Это было далеко от меня. Чугунков подполз к зверю со спины, положил микрофон рядом с ним, великан не обратил внимания. Он, видимо, молчал, потому что Чугунков вдруг привстал. Секач уставился на него. Человек и зверь смотрели друг другу в глаза, потом кот качнулся и, тяжело перебрасывая с места на место ласты, стал отступать. Короткий рев — одинокий, низкий, недовольный — пронесся над берегом…

Вечером в домике мы слушали записи. Сперва шелестела, перематываясь с бобины на бобину, лента. Потом послышался плеск волн и беспокойное мычание — шумело лежбище, затем кто-то задышал, захрюкал — сонно, лениво. Самочка! Опять молчание… Жалобно заблеяли малыши. Заскрипело — котенок куснул микрофон… Наконец из шелеста волн и шуршания песка возник, перекрывая их, заполнил весь домик могучий рев потревоженного самца.

— Ну вот и получилось! — весело сказал Чугунков. — Не зря ползали.

Растопили печь. Юра поставил воду. Жаль лимона нет: за окошком тундра, низкое серое небо, вот-вот пойдет дождь, а на столе у нас лежал бы опять круглый, желтый, как маленькое солнце, лимон! Лежал и пах далеким ласковым морем.

В ожидании чая Чугунков с громом выметал за порог пустые банки. Из угла он вытащил изогнутую желтую кость, хотел выбросить ее, передумал, положил на окно.

Передо мной была точно такая же кость, как у Никанорова.

— Слушай, откуда она? — спросил я.

Чугунков возился уже с замком.

— Черт, не входит язычок!

— Я спрашиваю, что это за кость. Ведь это челюсть стеллеровой коровы. Я видел точно такую в поселке.

У Чугункова во рту были шурупы.

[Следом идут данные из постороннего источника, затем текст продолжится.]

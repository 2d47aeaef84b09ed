use std::path::PathBuf;

use clap::Args;

#[derive(Args, Debug)]
pub struct ServeArgs {
    /// Transport type: stdio
    #[arg(long, default_value = "stdio")]
    pub transport: String,
    /// Path to git repository (default: current directory)
    #[arg(long, default_value = ".")]
    pub path: PathBuf,
}

pub async fn run(args: ServeArgs) -> anyhow::Result<()> {
    let repo_path = super::resolve_repo(&args.path)?;
    // Fail with the usual message before the server starts reading stdin.
    super::load_config(&repo_path)?;

    match args.transport.as_str() {
        "stdio" => cartograph_mcp::serve_stdio(&repo_path)
            .await
            .map_err(|e| anyhow::anyhow!("MCP server error: {e}")),
        other => anyhow::bail!("Unsupported transport: {other}. Supported: stdio"),
    }
}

Он держал их губами и крутил отверткой, опуская планку замка.

— Ых ут олно… — промычал он и вытащил шурупы изо рта. — Я говорю: их тут полно, в каждом доме. Каждому приятно думать, что ему повезло и он нашел кость стеллеровой коровы. На самом деле — это кость северного оленя. Когда-то на остров завезли оленей, было большое стадо… Можешь взять, будешь показывать друзьям…

— Ты злой человек. Значит, в каждом доме? А я было поверил…

— Связался я с этим замком… То ли дело было раньше: людей мало, никаких туристов. Жили без замков… Теперь только зимой хорошо.